Created with funding from the Whiting Foundation, the current prototype includes some 135,000 objects. The DLME will ultimately encompass text, video, photographs, archives, manuscripts, 3-D data, and maps illuminating the region’s history over 12 millennia, curated by scholars, specialists, and members of the living and vital cultures it represents. The platform, developed by Stanford Libraries, allows for the display of information in Romanized or Arabic forms.

“A digital bridge, like the successful platform prototype of the DLME, is a multidimensional bond, bringing together many countries, people, and perspectives to collectively celebrate the preservation, access, sustainability, and wonder of our cultural heritage,” said Charles Henry, President, CLIR.

DLME partners include cultural heritage organizations worldwide, who aim to contribute to a globally available resource that provides detailed descriptions and images of artifacts, along with culturally nuanced information about the objects’ histories and provenance. Scholars in Cairo, schoolchildren in California and Ankara, travelers from Buenos Aires, and customs agents fighting artifact-trafficking in Singapore, among others, will benefit from access to the DLME.

"Through close collaborations with the stewards of the cultural heritage of the Middle East, the DLME aspires to bring the full richness of that long history to students, teachers, scholars, and citizens throughout the region and around the world,” said Daniel Reid, Executive Director,  Whiting Foundation. “This proof-of-concept has been a crucial first step in building the technical infrastructure and beginning to establish the many partnerships necessary to achieve this important ambition.

“The intellectual leadership of our regional partners is essential to the project’s success,” said Peter Herdrich, Co-founder, the Antiquities Coalition, and a principal investigator on the grant project. “The UN calls inventory creation, digitization, and access a first step in protecting cultural heritage collections from looting and illicit trafficking, and that’s exactly what we intend to collaborate on.”

“Cultural preservation through digitization and widespread access to information about the Middle East region have never been more important. The DLME will play a fundamental role in raising awareness and advancing understanding of the MENA region’s cultural heritage. At Qatar National Library we are delighted to see the prototype come into being,” said Dr. Sohair Wastawy, Executive Director, QNL.

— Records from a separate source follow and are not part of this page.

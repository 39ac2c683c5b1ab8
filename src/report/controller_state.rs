use bitflags::bitflags;

bitflags! {
    /// Pressed directions. Diagonals are two flags at once.
    #[derive(Debug, Copy, Clone, PartialEq, Eq, Hash)]
    pub struct DPad: u8 {
        const UP = 1 << 0;
        const DOWN = 1 << 1;
        const LEFT = 1 << 2;
        const RIGHT = 1 << 3;
    }
}

bitflags! {
    #[derive(Debug, Copy, Clone, PartialEq, Eq, Hash)]
    pub struct Buttons: u16 {
        const START = 1 << 0;
        const SELECT = 1 << 1;
        const L1 = 1 << 2;
        const R1 = 1 << 3;
        const MODE = 1 << 4;
        const A = 1 << 5;
        const B = 1 << 6;
        const X = 1 << 7;
        const Y = 1 << 8;
    }
}

bitflags! {
    /// Auxiliary buttons, stored with their bit positions from report byte 14.
    #[derive(Debug, Copy, Clone, PartialEq, Eq, Hash)]
    pub struct Special: u8 {
        const TURBO = 0x20;
        const CLEAR = 0x40;
    }
}

pub const DPAD_LABELS: [(DPad, &str); 4] = [
    (DPad::UP, "Up"),
    (DPad::DOWN, "Down"),
    (DPad::LEFT, "Left"),
    (DPad::RIGHT, "Right"),
];

pub const BUTTON_LABELS: [(Buttons, &str); 9] = [
    (Buttons::START, "Start"),
    (Buttons::SELECT, "Select"),
    (Buttons::L1, "L1"),
    (Buttons::R1, "R1"),
    (Buttons::MODE, "Mode"),
    (Buttons::A, "A"),
    (Buttons::B, "B"),
    (Buttons::X, "X"),
    (Buttons::Y, "Y"),
];

pub const SPECIAL_LABELS: [(Special, &str); 2] =
    [(Special::TURBO, "Turbo"), (Special::CLEAR, "Clear")];

// Collects the labels of every flag contained in `set`, in table order
fn labels<F: bitflags::Flags + Copy>(set: F, table: &[(F, &'static str)]) -> Vec<&'static str> {
    table
        .iter()
        .filter(|(flag, _)| set.contains(*flag))
        .map(|(_, label)| *label)
        .collect()
}

impl DPad {
    pub fn labels(self) -> Vec<&'static str> {
        labels(self, &DPAD_LABELS)
    }
}

impl Buttons {
    pub fn labels(self) -> Vec<&'static str> {
        labels(self, &BUTTON_LABELS)
    }
}

impl Special {
    pub fn labels(self) -> Vec<&'static str> {
        labels(self, &SPECIAL_LABELS)
    }
}

/// Stick deflection in percent, each axis within -100.0 … 100.0.
#[derive(Clone, Copy, Debug, Default, PartialEq)]
pub struct StickPosition {
    pub x: f64,
    pub y: f64,
}

/// Decoded snapshot of a single report.
///
/// Plain value: one is produced per report and replaced by the next, nothing
/// refers back to earlier states.
#[derive(Clone, Copy, Debug, PartialEq)]
pub struct ControllerState {
    pub dpad: DPad,
    pub buttons: Buttons,
    pub left_stick: StickPosition,
    pub right_stick: StickPosition,
    /// Percent, 0.0 … 100.0
    pub left_trigger: f64,
    /// Percent, 0.0 … 100.0
    pub right_trigger: f64,
    pub special: Special,
}

impl Default for ControllerState {
    fn default() -> Self {
        Self {
            dpad: DPad::empty(),
            buttons: Buttons::empty(),
            left_stick: StickPosition::default(),
            right_stick: StickPosition::default(),
            left_trigger: 0.0,
            right_trigger: 0.0,
            special: Special::empty(),
        }
    }
}

#[cfg(test)]
mod tests {
    use super::*;

    #[test]
    fn labels_follow_table_order() {
        assert_eq!((DPad::RIGHT | DPad::UP).labels(), vec!["Up", "Right"]);
        assert_eq!((Buttons::Y | Buttons::START).labels(), vec!["Start", "Y"]);
        assert_eq!(Special::all().labels(), vec!["Turbo", "Clear"]);
        assert!(DPad::empty().labels().is_empty());
    }

    #[test]
    fn default_state_is_neutral() {
        let state = ControllerState::default();
        assert!(state.dpad.is_empty());
        assert!(state.buttons.is_empty());
        assert!(state.special.is_empty());
        assert_eq!(state.left_stick, StickPosition { x: 0.0, y: 0.0 });
        assert_eq!(state.right_trigger, 0.0);
    }
}
use color_eyre::Result;
use gamepad_reader::config::ReaderSettings;
use gamepad_reader::device::TARGET_DEVICE;
use gamepad_reader::poller::StopReason;
use gamepad_reader::presentation::ConsoleSink;
use gamepad_reader::reader::ReaderHandle;
use std::process::ExitCode;
use tokio_util::sync::CancellationToken;
use tracing::{error, info, warn, Level};
use tracing_subscriber::FmtSubscriber;

#[tokio::main]
async fn main() -> Result<ExitCode> {
    setup()?;

    let settings = ReaderSettings::load().await?;

    // Locate + negotiate; failures end the process before polling
    let reader = match ReaderHandle::open(TARGET_DEVICE, &settings) {
        Ok(reader) => reader,
        Err(e) => {
            error!("Failed to open gamepad: {}", e);
            eprintln!("{}", e);
            return Ok(ExitCode::FAILURE);
        }
    };
    println!("{}", reader.summary());
    println!("Device setup complete");
    println!("\nReading input data... Press Ctrl+C to stop.");

    let cancel = CancellationToken::new();
    let interrupt = cancel.clone();
    tokio::spawn(async move {
        match tokio::signal::ctrl_c().await {
            Ok(()) => {
                info!("Interrupt received, stopping");
                interrupt.cancel();
            }
            Err(e) => warn!("Unable to listen for Ctrl+C: {}", e),
        }
    });

    let sink = Box::new(ConsoleSink::new(settings.display.clone()));
    let reason = reader.run(sink, cancel).await?;

    Ok(match reason {
        StopReason::Cancelled => ExitCode::SUCCESS,
        StopReason::TransferFailed(detail) => {
            error!("Polling stopped after transfer failure: {}", detail);
            ExitCode::FAILURE
        }
    })
}

fn setup() -> Result<()> {
    if std::env::var("RUST_LIB_BACKTRACE").is_err() {
        std::env::set_var("RUST_LIB_BACKTRACE", "0")
    }
    color_eyre::install()?;
    setup_logging_env();
    Ok(())
}

// Logs go to stderr; stdout belongs to the report display
fn setup_logging_env() {
    let level = std::env::var("RUST_LOG")
        .ok()
        .and_then(|value| value.parse::<Level>().ok())
        .unwrap_or(Level::INFO);

    FmtSubscriber::builder()
        .with_max_level(level)
        .with_writer(std::io::stderr)
        .with_target(false)
        .with_thread_ids(true)
        .with_file(true)
        .with_line_number(true)
        .pretty()
        .init();
}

In conjunction with the launch, sample exhibits and case studies are being curated for the website, at dlme.clir.org. The first planned exhibits focus on Egyptian and Near Eastern female figurines, Qatar’s maritime history and heritage, and on how the DLME supports cultural heritage preservation. The case study recounts Egyptologist Jacco Dieleman’s discovery, made using the prototype, of papyrus fragments that had not been indexed in other papyrological resources, and illustrates the kind of discovery that the DLME hopes to reveal for users around the world.